Personal information
- Full name: Lucky Benjamine Mohomi
- Date of birth: 10 May 1991 (age 35)
- Position: Midfielder

Team information
- Current team: Richards Bay
- Number: 8

Senior career*
- Years: Team / Apps / (Gls)
- 2013–2014: United / 19 / (0)
- 2014–2015: Garankuwa United / 14 / (1)
- 2015–2016: Free State Stars / 24 / (3)
- 2016–2020: Mamelodi Sundowns / 20 / (0)
- 2020–2021: SuperSport United / 10 / (2)
- 2021: Venda / 6 / (0)
- 2022–2023: Marumo Gallants / 19 / (1)
- 2023–: Richards Bay / 9 / (0)

= Lucky Mohomi =

South African soccer player

Lucky Mohomi (born 10 May 1991) is a South African soccer player who last played as a midfielder for Richards Bay in the South African Premier Division.

Mohomi joined Mamelodi Sundowns from the Free State Stars in 2016. In his first season, Mamelodi Sundowns won the 2016 CAF Champions League. After 2017 and the arrival in the squad of Andile Jali, Mohomi fell out of favour and only played a cup game once in a while. He was also denied the chance to join another club on loan.

After leaving for SuperSport United in 2020, Mohomi contended that he had "wasted" several years of his career, but at the same time "I am where God wants me to be". In 2021 Mohomi ended up in second-tier team Venda, which was a disappointment according to The Citizens sources. He left Venda ahead of 2022, and was on trial with Marumo Gallants and Baroka during the winter 2022 transfer window.

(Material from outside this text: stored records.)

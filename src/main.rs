use std::sync::Arc;

use agent_desk::config::Config;
use agent_desk::daemon::{self, AppState};
use agent_desk::error::Result;
use agent_desk::providers::openai::OpenAiProvider;
use agent_desk::services::desk::AgentDesk;
use clap::Parser;

#[derive(Parser, Debug)]
#[command(name = "agent-desk")]
#[command(about = "Agent Desk HTTP daemon")]
struct Cli {
    #[arg(long, default_value = "127.0.0.1")]
    host: String,

    #[arg(long, default_value_t = 8000)]
    port: u16,

    /// Optional JSON config file; environment variables override it.
    #[arg(long, env = "AGENT_DESK_CONFIG")]
    config: Option<String>,

    /// Also run every agent unattended on the configured interval.
    #[arg(long)]
    with_scheduler: bool,
}

#[tokio::main]
async fn main() -> Result<()> {
    agent_desk::logging::init_tracing("agent_desk");
    let cli = Cli::parse();

    let config = Config::load(cli.config.as_deref())?;
    let provider = Arc::new(OpenAiProvider::from_config(&config)?);
    tracing::info!(model = provider.model(), "Completion provider ready");
    let desk = Arc::new(AgentDesk::from_config(&config, provider).await?);

    let state = AppState {
        desk,
        token: config.api_token.clone(),
    };
    let schedule = cli
        .with_scheduler
        .then(|| std::time::Duration::from_secs(config.schedule_interval_secs.max(1)));

    daemon::run_with_shutdown(&cli.host, cli.port, state, schedule, async {
        let _ = tokio::signal::ctrl_c().await;
        tracing::info!("Shutdown requested");
    })
    .await
}
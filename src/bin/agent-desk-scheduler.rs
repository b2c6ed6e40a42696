use std::sync::Arc;
use std::time::Duration;

use agent_desk::config::Config;
use agent_desk::error::Result;
use agent_desk::providers::openai::OpenAiProvider;
use agent_desk::scheduler::{AgentRunJob, Scheduler};
use agent_desk::services::desk::AgentDesk;
use clap::Parser;

#[derive(Parser, Debug)]
#[command(name = "agent-desk-scheduler")]
#[command(about = "Runs every Agent Desk agent unattended on a fixed interval")]
struct Cli {
    #[arg(long, env = "AGENT_DESK_CONFIG")]
    config: Option<String>,

    /// Overrides `schedule_interval_secs`.
    #[arg(long)]
    interval_secs: Option<u64>,
}

#[tokio::main]
async fn main() -> Result<()> {
    agent_desk::logging::init_tracing("agent_desk_scheduler");
    let cli = Cli::parse();

    let config = Config::load(cli.config.as_deref())?;
    let provider = Arc::new(OpenAiProvider::from_config(&config)?);
    let desk = Arc::new(AgentDesk::from_config(&config, provider).await?);

    let interval = Duration::from_secs(
        cli.interval_secs
            .unwrap_or(config.schedule_interval_secs)
            .max(1),
    );
    let mut scheduler = Scheduler::new();
    for job in AgentRunJob::for_all(&desk, interval) {
        scheduler.register_job(Arc::new(job));
    }
    scheduler.start();
    tracing::info!(
        interval_secs = interval.as_secs(),
        "Scheduler started; every agent runs now and then on each interval"
    );

    let _ = tokio::signal::ctrl_c().await;
    tracing::info!("Stopping scheduler");
    scheduler.stop().await;
    Ok(())
}
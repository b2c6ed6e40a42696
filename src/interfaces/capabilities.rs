use async_trait::async_trait;
use serde_json::{json, Value};

use crate::error::Result;

/// A data-producing function an agent exposes to the model as a tool.
#[async_trait]
pub trait Capability: Send + Sync {
    fn name(&self) -> &str;
    fn description(&self) -> &str;
    fn parameters(&self) -> Value {
        json!({"type": "object", "properties": {}})
    }
    async fn invoke(&self, args: Value) -> Result<Value>;
}

pub fn tool_spec(capability: &dyn Capability) -> Value {
    json!({
        "type": "function",
        "name": capability.name(),
        "description": capability.description(),
        "parameters": capability.parameters(),
    })
}
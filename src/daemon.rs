use std::future::Future;
use std::sync::Arc;

use axum::{
    extract::{Json, Query, State},
    http::{HeaderMap, StatusCode},
    response::{IntoResponse, Response},
    routing::{get, post},
    Router,
};
use serde::{Deserialize, Serialize};
use tower_http::services::ServeDir;

use crate::chatlog::{ChatLogEntry, SYSTEM_USER_ID};
use crate::error::{AgentDeskError, Result};
use crate::scheduler::{AgentRunJob, Scheduler};
use crate::services::desk::AgentDesk;

#[derive(Clone)]
pub struct AppState {
    pub desk: Arc<AgentDesk>,
    pub token: Option<String>,
}

#[derive(Debug, Deserialize)]
pub struct RunRequest {
    pub message: String,
}

#[derive(Debug, Deserialize)]
struct ChatHistoryQuery {
    user_id: Option<i32>,
    limit: Option<usize>,
}

#[derive(Serialize)]
struct HealthResponse {
    status: String,
    version: String,
}

#[derive(Serialize)]
struct ChatHistoryResponse {
    history: Vec<ChatLogEntry>,
}

#[derive(Serialize)]
struct ErrorResponse {
    error: String,
}

fn error_response(status: StatusCode, error: impl Into<String>) -> Response {
    (
        status,
        Json(ErrorResponse {
            error: error.into(),
        }),
    )
        .into_response()
}

pub fn build_router(state: AppState) -> Router {
    let mut router = Router::new()
        .route("/health", get(health))
        .route("/run-all-agents", post(run_all_agents))
        .route("/chat-history", get(chat_history));

    for id in state.desk.registry().ids() {
        router = router.route(
            &format!("/run-{id}"),
            post(
                move |state: State<AppState>, headers: HeaderMap, body: Json<RunRequest>| {
                    run_agent(state, headers, id, body)
                },
            ),
        );
    }

    let assembler = state.desk.assembler();
    let charts = ServeDir::new(assembler.renderer().output_dir());
    let router = match assembler.url_prefix() {
        "" => router.fallback_service(charts),
        prefix => router.nest_service(prefix, charts),
    };
    router.with_state(state)
}

async fn health() -> Json<HealthResponse> {
    Json(HealthResponse {
        status: "ok".to_string(),
        version: env!("AGENT_DESK_GIT_SHA").to_string(),
    })
}

async fn run_agent(
    State(state): State<AppState>,
    headers: HeaderMap,
    agent_id: &'static str,
    Json(request): Json<RunRequest>,
) -> Response {
    if let Err(err) = authorize(&headers, state.token.as_deref()) {
        return err.into_response();
    }

    match state.desk.run_agent(agent_id, &request.message).await {
        Ok(response) => (StatusCode::OK, Json(response)).into_response(),
        Err(err) => {
            tracing::warn!(agent = agent_id, error = %err, "Agent run failed");
            error_response(StatusCode::BAD_GATEWAY, err.to_string())
        }
    }
}

async fn run_all_agents(
    State(state): State<AppState>,
    headers: HeaderMap,
    Json(request): Json<RunRequest>,
) -> Response {
    if let Err(err) = authorize(&headers, state.token.as_deref()) {
        return err.into_response();
    }

    let results = state.desk.run_all(&request.message).await;
    (StatusCode::OK, Json(results)).into_response()
}

async fn chat_history(
    State(state): State<AppState>,
    headers: HeaderMap,
    Query(query): Query<ChatHistoryQuery>,
) -> Response {
    if let Err(err) = authorize(&headers, state.token.as_deref()) {
        return err.into_response();
    }
    let Some(store) = state.desk.chat_log() else {
        return error_response(StatusCode::SERVICE_UNAVAILABLE, "Chat log is not configured");
    };

    let user_id = query.user_id.unwrap_or(SYSTEM_USER_ID);
    let limit = query.limit.unwrap_or(40).clamp(1, 200);
    match store.history(user_id, limit).await {
        Ok(history) => (StatusCode::OK, Json(ChatHistoryResponse { history })).into_response(),
        Err(err) => error_response(StatusCode::INTERNAL_SERVER_ERROR, err.to_string()),
    }
}

/// No configured token means the API is open.
fn authorize(
    headers: &HeaderMap,
    token: Option<&str>,
) -> std::result::Result<(), (StatusCode, Json<ErrorResponse>)> {
    let expected_token = token.map(str::trim).unwrap_or_default();
    if expected_token.is_empty() {
        return Ok(());
    }

    let header = headers
        .get("authorization")
        .and_then(|value| value.to_str().ok())
        .unwrap_or_default();
    let api_key = headers
        .get("x-api-key")
        .and_then(|value| value.to_str().ok())
        .unwrap_or_default();
    let bearer = header.strip_prefix("Bearer ").unwrap_or("").trim();
    let api_key = api_key.trim();

    if bearer == expected_token || api_key == expected_token {
        Ok(())
    } else {
        Err((
            StatusCode::UNAUTHORIZED,
            Json(ErrorResponse {
                error: "Unauthorized".to_string(),
            }),
        ))
    }
}

/// Serves the API until `shutdown` resolves. When `schedule` is set, every
/// agent also runs unattended on that interval.
pub async fn run_with_shutdown<F>(
    host: &str,
    port: u16,
    state: AppState,
    schedule: Option<std::time::Duration>,
    shutdown: F,
) -> Result<()>
where
    F: Future<Output = ()> + Send + 'static,
{
    let mut scheduler = Scheduler::new();
    if let Some(interval) = schedule {
        for job in AgentRunJob::for_all(&state.desk, interval) {
            scheduler.register_job(Arc::new(job));
        }
        scheduler.start();
    }

    let app = build_router(state);

    let addr = format!("{host}:{port}");
    let listener = tokio::net::TcpListener::bind(&addr)
        .await
        .map_err(|e| AgentDeskError::Runtime(e.to_string()))?;
    tracing::info!(%addr, "Agent desk listening");
    let shutdown = async move {
        shutdown.await;
        scheduler.stop().await;
    };

    axum::serve(listener, app)
        .with_graceful_shutdown(shutdown)
        .await
        .map_err(|e| AgentDeskError::Runtime(e.to_string()))?;

    Ok(())
}
use tracing_subscriber::fmt::format::FmtSpan;
use tracing_subscriber::EnvFilter;

pub fn init_tracing(component: &str) {
    let default_filter = format!("info,agent_desk=debug,{component}=debug");

    let filter = std::env::var("AGENT_DESK_LOG")
        .ok()
        .and_then(|value| EnvFilter::try_new(value).ok())
        .or_else(|| EnvFilter::try_from_default_env().ok())
        .unwrap_or_else(|| EnvFilter::new(default_filter));

    let _ = tracing_subscriber::fmt()
        .with_env_filter(filter)
        .with_target(true)
        .with_file(true)
        .with_line_number(true)
        .with_thread_ids(true)
        .with_span_events(FmtSpan::CLOSE)
        .compact()
        .try_init();
}
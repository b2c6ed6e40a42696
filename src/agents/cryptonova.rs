use std::sync::Arc;

use serde_json::Value;

use super::{random_price, text_arg, FnCapability};
use crate::domains::agent::AgentDefinition;
use crate::error::Result;

pub const ID: &str = "cryptonova";
pub const DISPLAY_NAME: &str = "CryptoNova";

const SYMBOLS: &[&str] = &["BTC", "ETH", "SOL", "ADA", "XRP"];

const HEADLINES: &[&str] = &[
    "Bitcoin ETF gains traction in global markets",
    "Ethereum 2.0 staking hits record high",
    "Solana partners with Visa for payments",
    "Regulatory pressure increases on altcoins",
];

const INSTRUCTIONS: &str = "\
You are CryptoNova, a confident crypto analyst and educator.
1. Use `fetch_crypto_data` to get live prices.
2. Analyze trends with `analyze_crypto_trends`.
3. Summarize news with `summarize_crypto_news`.
Format everything like a tweet thread for a crypto-savvy audience.";

pub fn definition() -> AgentDefinition {
    AgentDefinition {
        id: ID,
        display_name: DISPLAY_NAME,
        instructions: INSTRUCTIONS.to_string(),
        default_prompt: "What's the latest crypto update?".to_string(),
        capabilities: vec![
            Arc::new(FnCapability::new(
                "fetch_crypto_data",
                "Fetch simulated cryptocurrency market data",
                fetch_crypto_data,
            )),
            Arc::new(
                FnCapability::new(
                    "analyze_crypto_trends",
                    "Analyze trends based on market data",
                    analyze_crypto_trends,
                )
                .with_text_arg("data", "Market data from fetch_crypto_data"),
            ),
            Arc::new(FnCapability::new(
                "summarize_crypto_news",
                "Summarize trending crypto news",
                summarize_crypto_news,
            )),
        ],
    }
}

fn fetch_crypto_data(_args: &Value) -> Result<Value> {
    let mut prices = Vec::with_capacity(SYMBOLS.len());
    for symbol in SYMBOLS {
        prices.push(format!("{symbol}: ${}", random_price(100.0, 3000.0)?));
    }
    Ok(Value::String(format!("Prices: {}", prices.join(", "))))
}

fn analyze_crypto_trends(args: &Value) -> Result<Value> {
    let data = text_arg(args, "data");
    let verdict = if data.contains("BTC") && data.contains("ETH") {
        "BTC and ETH showing bullish momentum due to volume surge."
    } else {
        "Market trend is currently neutral or mixed."
    };
    Ok(Value::String(verdict.to_string()))
}

fn summarize_crypto_news(_args: &Value) -> Result<Value> {
    let lines: Vec<String> = HEADLINES.iter().map(|h| format!("- {h}")).collect();
    Ok(Value::String(format!(
        "Top Crypto News:\n{}",
        lines.join("\n")
    )))
}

Mohomi ended up signing for Marumo Gallants in 2022, participating in the 2022-23 CAF Confederation Cup whilst also facing relegation from the domestic league. After Marumo Gallants's relegation, Mohomi went on to Richards Bay. Towards the end of the 2024 winter transfer window, it was reported that Richards Bay released Mohomi and three others.